Some folks swear by the Baseball Prospectus annual ; others merely swear at it. And while the Republican’s Garry Brown admits “their efforts seem to have merit,” the scribe insists “some baseball fans, present company included, have neither the patience nor the brain power to dig any deeper than batting averages and earned run averages.”

As its front cover indicates, this publication features “deadly accurate PECOTA projections for more than 1,600 players.”

PECOTA?

You know you’re in trouble when you can’t get past the cover without having to look something up in Wikipedia.

I thought I knew PECOTA. He used to play for the Kansas City Royals and New York Mets, didn’t he? Actually, there is a correlation between him and the projections in question. Bill Pecota can be seen as the everyday journeyman, a .249 lifetime hitter who wasn’t very good, but wasn’t very bad, either.

The Baseball Prospectus folks seem to have gone out of their way to make his name into an acronym for their detailed studies and comparisons of player performance.

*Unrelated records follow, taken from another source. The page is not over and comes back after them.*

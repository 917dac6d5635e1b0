//! Plain-text rendering of an execution result tree.

use drydock_core::execution::{ExecutionResult, ExecutionState, MSG_CAUSE, MSG_ERROR_MESSAGE};

pub fn print_result_tree(result: &ExecutionResult) {
    print_node(result, 0);
}

fn print_node(result: &ExecutionResult, depth: usize) {
    let indent = "  ".repeat(depth);
    let state = result.state();
    println!(
        "{indent}[{}] {} ({} ms)",
        state_marker(state),
        result.description(),
        result.elapsed().as_millis()
    );
    if state == ExecutionState::Failure || state == ExecutionState::Error {
        for key in [MSG_ERROR_MESSAGE, MSG_CAUSE] {
            if let Some(text) = result.message(key) {
                for line in text.lines() {
                    println!("{indent}      {line}");
                }
            }
        }
    }
    for child in result.get_children() {
        print_node(&child, depth + 1);
    }
}

fn state_marker(state: ExecutionState) -> &'static str {
    match state {
        ExecutionState::Executing => "..",
        ExecutionState::Success => "ok",
        ExecutionState::Failure => "FAILED",
        ExecutionState::Error => "ERROR",
    }
}
//! Drydock core: execution result trees, resolved-model reconciliation,
//! retry-guarded sessions and the scheduled-operation registry.

pub mod config;
pub mod error;
pub mod execution;
pub mod messages;
pub mod model;
pub mod schedule;
pub mod session;

pub use error::{EngineError, ExecutionError, PluginExecutionError, ResolutionError, SessionError};
pub use execution::{ExecutionResult, ExecutionState};
pub use model::{ResolvedModel, ResolvedParticipant};
pub use schedule::{OperationDispatcher, ScheduledOperation, ScheduledOperationRegistry};
pub use session::{Operation, RetryConfig, RetrySessionHandler, Session};
use std::path::PathBuf;

use clap::{Args as ClapArgs, Parser, Subcommand};

#[derive(Parser, Debug)]
#[command(name = "drydock", version, about = "Infrastructure automation engine")]
pub struct Args {
    #[command(subcommand)]
    pub command: Commands,

    /// Explicit config file; otherwise ~/.drydock/config.toml then
    /// ./config.toml then built-in defaults.
    #[arg(long, global = true)]
    pub config: Option<PathBuf>,
}

#[derive(Subcommand, Debug)]
pub enum Commands {
    /// Run one operation on a module and print the result tree.
    Run(RunArgs),
    /// Manage the scheduled-operation registry.
    Schedule {
        #[command(subcommand)]
        command: ScheduleCommands,
    },
    /// Start the scheduler and keep running until interrupted.
    Serve,
}

#[derive(ClapArgs, Debug, Clone)]
pub struct RunArgs {
    /// Operation to run, e.g. "test" or "deploy-configuration".
    #[arg(long)]
    pub operation: String,

    /// Module directory name under the modules directory.
    #[arg(long)]
    pub module: String,

    /// Environment whose model document and resource are used.
    #[arg(long)]
    pub environment: String,
}

#[derive(Subcommand, Debug)]
pub enum ScheduleCommands {
    /// Register a new scheduled operation.
    Create(CreateArgs),
    /// Delete one scheduled operation by name.
    Delete {
        name: String,
    },
    /// Delete every scheduled operation.
    DeleteAll,
    /// List scheduled operations sorted by name.
    List,
}

#[derive(ClapArgs, Debug, Clone)]
pub struct CreateArgs {
    /// Unique name of the scheduled operation.
    pub name: String,

    #[arg(long)]
    pub operation: String,

    #[arg(long)]
    pub module: String,

    #[arg(long)]
    pub environment: String,

    /// Six-field cron expression with seconds, e.g. "0 0 3 * * *".
    #[arg(long)]
    pub expression: String,

    #[arg(long, default_value = "")]
    pub description: String,
}
//! Reconciliation driver.
//!
//! Walks the declared model and the live state side by side, resolving each
//! attribute through the primary and secondary resolvers and pairing the
//! outcomes into a [`ResolvedModel`]. One execution result child is recorded
//! per resolved attribute; the supplied result is completed from the
//! children's states when the walk finishes.

use crate::error::ExecutionError;
use crate::execution::{ExecutionResult, ExecutionState, MSG_ERROR_MESSAGE, MSG_MESSAGE};
use crate::model::participant::ResolvedParticipant;
use crate::model::resolved::{NodeId, ResolvedKind, ResolvedModel};
use crate::model::resolver::{create_resolved_type, ModelResolver};

/// Pair a declared root against a live root and resolve the full tree.
///
/// Resolution is declared-driven: attributes and collection entries present
/// only in the live state are left alone. A declared collection entry with
/// no live counterpart is paired against
/// [`ModelResolver::create_non_existing_collection_value`] so the mismatch
/// shows up as a failed secondary participant instead of a missing node.
pub fn build_resolved_model(
    primary_resolver: &dyn ModelResolver,
    secondary_resolver: &dyn ModelResolver,
    declared_root: ResolvedParticipant,
    live_root: ResolvedParticipant,
    result: &ExecutionResult,
) -> Result<ResolvedModel, ExecutionError> {
    let mut model = ResolvedModel::new();
    let root = model.add_root(ResolvedKind::Object, declared_root, live_root);
    resolve_object(
        &mut model,
        root,
        primary_resolver,
        secondary_resolver,
        result,
    )?;

    let resolved = model.len().saturating_sub(1).to_string();
    result.complete_as_computed(
        "model.resolve_completed",
        &[&resolved],
        "model.resolve_failed",
        &[],
    )?;
    Ok(model)
}

fn resolve_object(
    model: &mut ResolvedModel,
    node: NodeId,
    primary_resolver: &dyn ModelResolver,
    secondary_resolver: &dyn ModelResolver,
    result: &ExecutionResult,
) -> Result<(), ExecutionError> {
    let primary = model.node(node).primary_participant().clone();
    let secondary = model.node(node).secondary_participant().clone();

    let names = match primary_resolver.resolve_attribute_names(&primary) {
        Ok(names) => names,
        Err(err) => {
            let child = result.add_child(format!(
                "Enumerate attributes of '{}'",
                primary.name()
            ));
            child.complete_as_failure(
                "model.attribute_unresolved",
                &[&err.to_string()],
            )?;
            return Ok(());
        }
    };

    for name in names {
        let declared = primary_resolver.resolve_attribute(&name, &primary);
        let live = secondary_resolver.resolve_attribute(&name, &secondary);
        let child_result = result.add_child(format!("Resolve attribute '{name}'"));
        let id = create_resolved_type(model, node, primary_resolver, declared, live);
        record_attribute_outcome(model, id, &child_result)?;

        match model.node(id).kind() {
            ResolvedKind::Object => {
                resolve_object(model, id, primary_resolver, secondary_resolver, result)?;
            }
            ResolvedKind::Collection => {
                resolve_collection(model, id, primary_resolver, secondary_resolver, result)?;
            }
            _ => {}
        }
    }
    Ok(())
}

fn resolve_collection(
    model: &mut ResolvedModel,
    node: NodeId,
    primary_resolver: &dyn ModelResolver,
    secondary_resolver: &dyn ModelResolver,
    result: &ExecutionResult,
) -> Result<(), ExecutionError> {
    let primary = model.node(node).primary_participant().clone();
    let secondary = model.node(node).secondary_participant().clone();

    let declared_entries = primary_resolver.resolve_collection_attribute_values(&primary);
    let mut live_entries = secondary_resolver.resolve_collection_attribute_values(&secondary);

    for (entry_id, declared) in declared_entries {
        let live = live_entries.remove(&entry_id).unwrap_or_else(|| {
            secondary_resolver.create_non_existing_collection_value(&entry_id, &secondary)
        });
        let child_result =
            result.add_child(format!("Resolve collection entry '{entry_id}'"));
        let id = create_resolved_type(model, node, primary_resolver, declared, live);
        record_attribute_outcome(model, id, &child_result)?;

        if model.node(id).kind() == ResolvedKind::Object {
            resolve_object(model, id, primary_resolver, secondary_resolver, result)?;
        }
    }
    Ok(())
}

fn record_attribute_outcome(
    model: &ResolvedModel,
    id: NodeId,
    result: &ExecutionResult,
) -> Result<(), ExecutionError> {
    let node = model.node(id);
    let primary = node.primary_participant();
    let secondary = node.secondary_participant();
    let resolved = node.kind() != ResolvedKind::Unresolved
        && primary.is_resolution_successful()
        && secondary.is_resolution_successful();

    if resolved {
        result.add_message(
            MSG_MESSAGE,
            &format!("declared: {}", primary.value_as_single_line()),
        );
        result.add_message(
            MSG_MESSAGE,
            &format!("live: {}", secondary.value_as_single_line()),
        );
        result.complete_as_successful(
            "model.attribute_resolved",
            &[primary.name(), &primary.value_as_single_line()],
        )?;
    } else {
        let reason = if !primary.is_resolution_successful() {
            primary.resolution_error_as_single_line()
        } else if !secondary.is_resolution_successful() {
            secondary.resolution_error_as_single_line()
        } else {
            "classification failed".to_string()
        };
        result.add_message(MSG_ERROR_MESSAGE, &reason);
        result.complete_as_failure("model.attribute_unresolved", &[&reason])?;
    }
    Ok(())
}

/// True when the state computed for `result` reports a fully resolved walk.
pub fn is_fully_resolved(state: ExecutionState) -> bool {
    state == ExecutionState::Success
}
use std::collections::HashMap;

use serde::{Deserialize, Serialize};

use crate::error::ResolutionError;
use crate::model::participant::{ResolvedParticipant, TypeDescriptor};

/// Shape classification of one declared/live attribute pairing.
#[derive(Debug, Clone, Copy, PartialEq, Eq, Serialize, Deserialize)]
#[serde(rename_all = "lowercase")]
pub enum ResolvedKind {
    Primitive,
    Object,
    Collection,
    Enum,
    /// Classification failed; the node's secondary participant carries the
    /// triggering error.
    Unresolved,
}

/// Index of a node in a [`ResolvedModel`] arena.
#[derive(Debug, Clone, Copy, PartialEq, Eq, Hash, Serialize, Deserialize)]
pub struct NodeId(usize);

/// One pairing of a declared (primary) attribute and its live (secondary)
/// counterpart.
#[derive(Debug, Clone, Serialize, Deserialize)]
pub struct ResolvedNode {
    kind: ResolvedKind,
    primary: ResolvedParticipant,
    secondary: ResolvedParticipant,
    parent: Option<NodeId>,
    children: Vec<NodeId>,
    /// Primary-name index for O(1) child lookup. Not serialized; a
    /// deserialized model is diagnostic output only.
    #[serde(skip)]
    child_index: HashMap<String, NodeId>,
}

impl ResolvedNode {
    pub fn kind(&self) -> ResolvedKind {
        self.kind
    }

    pub fn primary_participant(&self) -> &ResolvedParticipant {
        &self.primary
    }

    pub fn secondary_participant(&self) -> &ResolvedParticipant {
        &self.secondary
    }

    pub fn parent(&self) -> Option<NodeId> {
        self.parent
    }

    pub fn children(&self) -> &[NodeId] {
        &self.children
    }

    pub fn is_root(&self) -> bool {
        self.parent.is_none()
    }
}

/// Arena holding the resolved pairing tree for one reconciliation run.
///
/// Nodes are addressed by index and hold parent indices instead of back
/// pointers, which keeps the tree serializable for diagnostics.
#[derive(Debug, Default, Serialize, Deserialize)]
pub struct ResolvedModel {
    nodes: Vec<ResolvedNode>,
}

impl ResolvedModel {
    pub fn new() -> Self {
        Self::default()
    }

    /// Number of nodes in the arena.
    pub fn len(&self) -> usize {
        self.nodes.len()
    }

    pub fn is_empty(&self) -> bool {
        self.nodes.is_empty()
    }

    /// Root node, when the model has been seeded.
    pub fn root(&self) -> Option<NodeId> {
        if self.nodes.is_empty() {
            None
        } else {
            Some(NodeId(0))
        }
    }

    /// Seed the arena with its root pairing. Must be called on an empty model.
    pub fn add_root(
        &mut self,
        kind: ResolvedKind,
        primary: ResolvedParticipant,
        secondary: ResolvedParticipant,
    ) -> NodeId {
        debug_assert!(self.nodes.is_empty(), "root added to non-empty model");
        self.push_node(kind, primary, secondary, None)
    }

    /// Append a child pairing under `parent`, indexing it by the primary
    /// participant's name.
    pub fn add_child(
        &mut self,
        parent: NodeId,
        kind: ResolvedKind,
        primary: ResolvedParticipant,
        secondary: ResolvedParticipant,
    ) -> NodeId {
        let id = self.push_node(kind, primary, secondary, Some(parent));
        let name = self.nodes[id.0].primary.name().to_string();
        let parent_node = &mut self.nodes[parent.0];
        parent_node.children.push(id);
        parent_node.child_index.insert(name, id);
        id
    }

    /// Append an `Unresolved` child carrying the classification error.
    pub fn add_unresolved(
        &mut self,
        parent: NodeId,
        name: &str,
        error: ResolutionError,
    ) -> NodeId {
        let participant =
            ResolvedParticipant::failed(name, TypeDescriptor::unknown(), error);
        self.add_child(parent, ResolvedKind::Unresolved, participant.clone(), participant)
    }

    fn push_node(
        &mut self,
        kind: ResolvedKind,
        primary: ResolvedParticipant,
        secondary: ResolvedParticipant,
        parent: Option<NodeId>,
    ) -> NodeId {
        let id = NodeId(self.nodes.len());
        self.nodes.push(ResolvedNode {
            kind,
            primary,
            secondary,
            parent,
            children: Vec::new(),
            child_index: HashMap::new(),
        });
        id
    }

    pub fn node(&self, id: NodeId) -> &ResolvedNode {
        &self.nodes[id.0]
    }

    /// O(1) lookup of a direct child by its primary participant's name.
    pub fn child_by_primary_id(&self, parent: NodeId, name: &str) -> Option<NodeId> {
        self.nodes[parent.0].child_index.get(name).copied()
    }

    pub fn contains_child_with_primary_id(&self, parent: NodeId, name: &str) -> bool {
        self.child_by_primary_id(parent, name).is_some()
    }

    /// Replace a node's secondary participant as later resolution refines it.
    pub fn update_secondary_participant(&mut self, id: NodeId, secondary: ResolvedParticipant) {
        self.nodes[id.0].secondary = secondary;
    }

    /// Depth-first iterator over node ids, parents before children.
    pub fn iter_depth_first(&self) -> impl Iterator<Item = NodeId> + '_ {
        let mut stack: Vec<NodeId> = self.root().into_iter().collect();
        std::iter::from_fn(move || {
            let id = stack.pop()?;
            let node = &self.nodes[id.0];
            stack.extend(node.children.iter().rev().copied());
            Some(id)
        })
    }
}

To the true believer of new-age baseball stats, PECOTA stands for (are you ready?) “Player Empirical Comparison and Optimization Test Algorithm.”

Merriam-Webster informed me that an algorithm is a step-by-step procedure for solving a problem, or accomplishing some end, especially by computer. So that’s what they’re up to, eh?

All of this statistical analysis might bring to mind an old line from Chico Marx: “Who you gonna believe, me or you own eyes?”

Jimy Williams, a baseball man for 45 years, always said, “I go by what I see,” but baseball also has the likes of Tony La Russa and Terry Francona, World Series-winning managers who rely heavily on statistical analysis.

In our national pastime, there’s room for both methods of rating players, but it’s doubtful that Jimy Williams would ever write 594 pages about his.